Forest camouflage is the family of patterns built for temperate woodland: the mixed forest, undergrowth, bark and dappled light of Europe, North America and northern Asia. The job is to break up the human outline so it scatters into the visual noise of the trees. Three things do the work. Disruptive shapes destroy clean edges, a balance of green and brown matches both foliage and bark, and contrast tuned to mid-range distance keeps you broken up where it counts. Unlike jungle patterns, forest camo leans on brown and shadow as much as green, because temperate woodland is rarely green all the way through.

What does forest camo look like? Colors and shapes
The palette balances green and brown, backed by black for shadow and tan or sand for highlights. Green ties you to the foliage, brown to trunks and leaf litter, black to the deep gaps between the trees. Shapes range from the bold blotches of M81 Woodland and the long strokes of DPM to the dense dots of Flecktarn and the pixels of MARPAT and EMR. The denser and shadier the forest, the more a pattern leans on darker greens and browns. Open, sunlit woodland rewards a bit more contrast and lighter tone.
How to choose the best forest camo pattern
There’s no single best forest camo. The right one matches your specific woodland first, then your mission. A deciduous hardwood forest, a dark pine or boreal stand, and an open mixed wood all read differently to the eye.
By forest type
| Forest type | What to look for | Patterns that fit |
|---|
| Dense deciduous / hardwood | Strong green, mid-range break-up | M81 Woodland, MARPAT, Flecktarn, Partizan |
| Pine / boreal (dark, shaded) | Darker greens and browns, deep shadow | MARPAT, Flecktarn, PenCott GreenZone |
| Open / mixed woodland | Balanced green-brown, lighter tone | CCE, DPM, A-TACS FG, EMR |
| Birch / bright broken light | High contrast, leaf-like shapes | Berezka, Izlom |
| Green-season / heavy foliage | Lush greens, dense pattern | PenCott GreenZone, Kryptek Mandrake |
By mission and season
Forest changes with the seasons, so the pattern that hides you in July can stand out in November. Summer foliage favors green-heavy patterns, while autumn and bare-branch woodland reward more brown and tan. On the move, bold shapes like Woodland or Izlom mask motion well. Holding a position, an organic pattern like A-TACS FG or Mandrake settles into the backdrop. Match the tone to the light too, since very dark patterns flatten out in open sun.

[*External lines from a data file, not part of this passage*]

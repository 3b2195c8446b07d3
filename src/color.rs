//! Color requests and how they resolve to concrete RGB values.

mod names;

use std::fmt;

use rand::Rng;
use tracing::warn;

use crate::{Error, Result};

/// A color in red, green, blue order.
#[derive(Debug, Clone, Copy, Default, PartialEq, Eq, Hash)]
pub struct Rgb {
	pub r: u8,
	pub g: u8,
	pub b: u8,
}

impl Rgb {
	pub const BLACK: Self = Self::new(0, 0, 0);

	pub const fn new(r: u8, g: u8, b: u8) -> Self {
		Self { r, g, b }
	}

	/// Bytes in the order the LEDs expect them on the wire.
	pub const fn to_grb(self) -> [u8; 3] {
		[self.g, self.r, self.b]
	}

	pub const fn from_grb([g, r, b]: [u8; 3]) -> Self {
		Self { r, g, b }
	}

	pub const fn inverted(self) -> Self {
		Self::new(255 - self.r, 255 - self.g, 255 - self.b)
	}

	pub fn to_hex(self) -> String {
		format!("#{:02x}{:02x}{:02x}", self.r, self.g, self.b)
	}
}

impl From<(u8, u8, u8)> for Rgb {
	fn from((r, g, b): (u8, u8, u8)) -> Self {
		Self::new(r, g, b)
	}
}

impl From<Rgb> for (u8, u8, u8) {
	fn from(rgb: Rgb) -> Self {
		(rgb.r, rgb.g, rgb.b)
	}
}

impl fmt::Display for Rgb {
	fn fmt(&self, f: &mut fmt::Formatter<'_>) -> fmt::Result {
		write!(f, "({}, {}, {})", self.r, self.g, self.b)
	}
}

/// Format for reading a color back from the device.
#[derive(Debug, Clone, Copy, Default, PartialEq, Eq)]
pub enum ColorFormat {
	#[default]
	Rgb,
	Hex,
}

#[derive(Debug, Clone, PartialEq, Eq)]
pub enum FormattedColor {
	Rgb(Rgb),
	Hex(String),
}

impl ColorFormat {
	pub fn format(self, rgb: Rgb) -> FormattedColor {
		match self {
			ColorFormat::Rgb => FormattedColor::Rgb(rgb),
			ColorFormat::Hex => FormattedColor::Hex(rgb.to_hex()),
		}
	}
}

/// A color as a caller asks for it.
///
/// `name` wins over `hex`, which wins over the explicit channel values. The name `"random"`
/// picks a new random color on every resolution.
#[derive(Debug, Clone, Copy, Default, PartialEq, Eq)]
pub struct ColorRequest<'a> {
	pub red:   u8,
	pub green: u8,
	pub blue:  u8,
	pub name:  Option<&'a str>,
	pub hex:   Option<&'a str>,
}

impl<'a> ColorRequest<'a> {
	pub const fn rgb(red: u8, green: u8, blue: u8) -> Self {
		Self {
			red,
			green,
			blue,
			name: None,
			hex: None,
		}
	}

	pub const fn named(name: &'a str) -> Self {
		Self {
			name: Some(name),
			..Self::rgb(0, 0, 0)
		}
	}

	pub const fn hex(hex: &'a str) -> Self {
		Self {
			hex: Some(hex),
			..Self::rgb(0, 0, 0)
		}
	}

	pub const fn random() -> Self {
		Self::named("random")
	}

	pub fn resolve(&self) -> Result<Rgb> {
		match (self.name, self.hex) {
			(Some("random"), _) => {
				let mut rng = rand::thread_rng();
				Ok(Rgb::new(rng.gen(), rng.gen(), rng.gen()))
			}
			(Some(name), _) if !name.is_empty() => name_to_rgb(name),
			(_, Some(hex)) if !hex.is_empty() => hex_to_rgb(hex),
			_ => Ok(Rgb::new(self.red, self.green, self.blue)),
		}
	}

	/// Resolves the request, turning unknown names and malformed hex values into black.
	///
	/// This is what every controller uses. Only the two color parsing errors are swallowed.
	pub fn resolve_lenient(&self) -> Rgb {
		// resolve only fails with InvalidColorName or InvalidHexColor
		self.resolve().unwrap_or_else(|err| {
			warn!("{err}, using black");
			Rgb::BLACK
		})
	}
}

impl From<Rgb> for ColorRequest<'_> {
	fn from(rgb: Rgb) -> Self {
		Self::rgb(rgb.r, rgb.g, rgb.b)
	}
}

/// Looks up a CSS color keyword, ignoring case.
pub fn name_to_hex(name: &str) -> Result<&'static str> {
	let normalized = name.to_ascii_lowercase();
	names::NAMES_TO_HEX
		.binary_search_by(|(candidate, _)| (*candidate).cmp(normalized.as_str()))
		.map(|i| names::NAMES_TO_HEX[i].1)
		.map_err(|_| Error::InvalidColorName(name.to_string()))
}

pub fn name_to_rgb(name: &str) -> Result<Rgb> {
	hex_to_rgb(name_to_hex(name)?)
}

/// Normalizes `#abc` / `#AABBCC` style values to lower case `#aabbcc`.
pub fn normalize_hex(hex: &str) -> Result<String> {
	let invalid = || Error::InvalidHexColor(hex.to_string());

	let digits = hex.strip_prefix('#').ok_or_else(invalid)?;
	if !digits.bytes().all(|b| b.is_ascii_hexdigit()) {
		return Err(invalid());
	}

	let digits = digits.to_ascii_lowercase();
	match digits.len() {
		6 => Ok(format!("#{digits}")),
		3 => Ok(digits.chars().fold(String::from("#"), |mut out, c| {
			out.push(c);
			out.push(c);
			out
		})),
		_ => Err(invalid()),
	}
}

pub fn hex_to_rgb(hex: &str) -> Result<Rgb> {
	let normalized = normalize_hex(hex)?;
	let channel = |range: std::ops::Range<usize>| {
		u8::from_str_radix(&normalized[range], 16).map_err(|_| Error::InvalidHexColor(hex.to_string()))
	};

	Ok(Rgb::new(channel(1..3)?, channel(3..5)?, channel(5..7)?))
}

#[cfg(test)]
mod tests {
	use super::*;

	#[test]
	fn names_are_sorted_for_lookup() {
		assert!(names::NAMES_TO_HEX.windows(2).all(|w| w[0].0 < w[1].0));
		assert_eq!(names::NAMES_TO_HEX.len(), 147);
	}

	#[test]
	fn resolves_names_case_insensitively() {
		assert_eq!(ColorRequest::named("navy").resolve().unwrap(), Rgb::new(0, 0, 128));
		assert_eq!(ColorRequest::named("GoldenRod").resolve().unwrap(), Rgb::new(218, 165, 32));
		assert_eq!(name_to_hex("White").unwrap(), "#ffffff");
	}

	#[test]
	fn unknown_name_is_an_error_but_lenient_resolution_is_black() {
		let request = ColorRequest::named("UNKNOWN");
		assert!(matches!(request.resolve(), Err(Error::InvalidColorName(name)) if name == "UNKNOWN"));
		assert_eq!(request.resolve_lenient(), Rgb::BLACK);
	}

	#[test]
	fn hex_shorthand_doubles_each_digit() {
		assert_eq!(normalize_hex("#09c").unwrap(), "#0099cc");
		assert_eq!(normalize_hex("#09C").unwrap(), "#0099cc");
		assert_eq!(normalize_hex("#0099CC").unwrap(), "#0099cc");
		assert_eq!(hex_to_rgb("#09c").unwrap(), hex_to_rgb("#0099cc").unwrap());
		assert_eq!(hex_to_rgb("#000080").unwrap(), Rgb::new(0, 0, 128));
	}

	#[test]
	fn hex_decodes_every_byte_literally() {
		for v in [0u8, 1, 15, 16, 127, 128, 200, 255] {
			let hex = format!("#{v:02x}{:02x}{v:02X}", 255 - v);
			assert_eq!(hex_to_rgb(&hex).unwrap(), Rgb::new(v, 255 - v, v));
		}
	}

	#[test]
	fn malformed_hex_is_rejected() {
		for bad in ["0099cc", "#0099c", "#0099ccc", "#ggg", "#", "#+1a2b3"] {
			assert!(matches!(hex_to_rgb(bad), Err(Error::InvalidHexColor(_))), "{bad}");
			assert_eq!(ColorRequest::hex(bad).resolve_lenient(), Rgb::BLACK);
		}
	}

	#[test]
	fn name_takes_priority_over_hex_and_values() {
		let request = ColorRequest {
			red:   1,
			green: 2,
			blue:  3,
			name:  Some("red"),
			hex:   Some("#00ff00"),
		};
		assert_eq!(request.resolve().unwrap(), Rgb::new(255, 0, 0));

		let request = ColorRequest { name: None, ..request };
		assert_eq!(request.resolve().unwrap(), Rgb::new(0, 255, 0));

		let request = ColorRequest { hex: Some(""), ..request };
		assert_eq!(request.resolve().unwrap(), Rgb::new(1, 2, 3));
	}

	#[test]
	fn random_is_not_a_table_lookup() {
		// "random" never fails, whatever it draws
		for _ in 0..16 {
			assert!(ColorRequest::random().resolve().is_ok());
		}
		assert!(ColorRequest::named("Random").resolve().is_err());
	}

	#[test]
	fn formats_colors() {
		assert_eq!(ColorFormat::Hex.format(Rgb::new(255, 0, 16)), FormattedColor::Hex("#ff0010".into()));
		assert_eq!(ColorFormat::Rgb.format(Rgb::new(1, 2, 3)), FormattedColor::Rgb(Rgb::new(1, 2, 3)));
	}
}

Forest camo vs woodland camo: what’s the difference?
People use the two almost interchangeably, and that’s mostly fair. “Woodland” usually points to a specific lineage, above all the US M81 Woodland and its four-color descendants. “Forest camo” is the broader umbrella for any pattern built for temperate woodland, from M81 to Flecktarn, DPM, MARPAT and the Russian designs. Put simply, all woodland patterns are forest camo, but not every forest pattern is “Woodland.”
When was forest camouflage first used?
Disruptive woodland patterns trace back to World War II, but the modern era really starts with the US M81 Woodland in 1981, derived from the earlier ERDL pattern. Europe ran its own lines in parallel, from British DPM to German Flecktarn and French CCE, while digital designs like MARPAT and Russia’s EMR brought the pixel approach to the forest from the 2000s onward.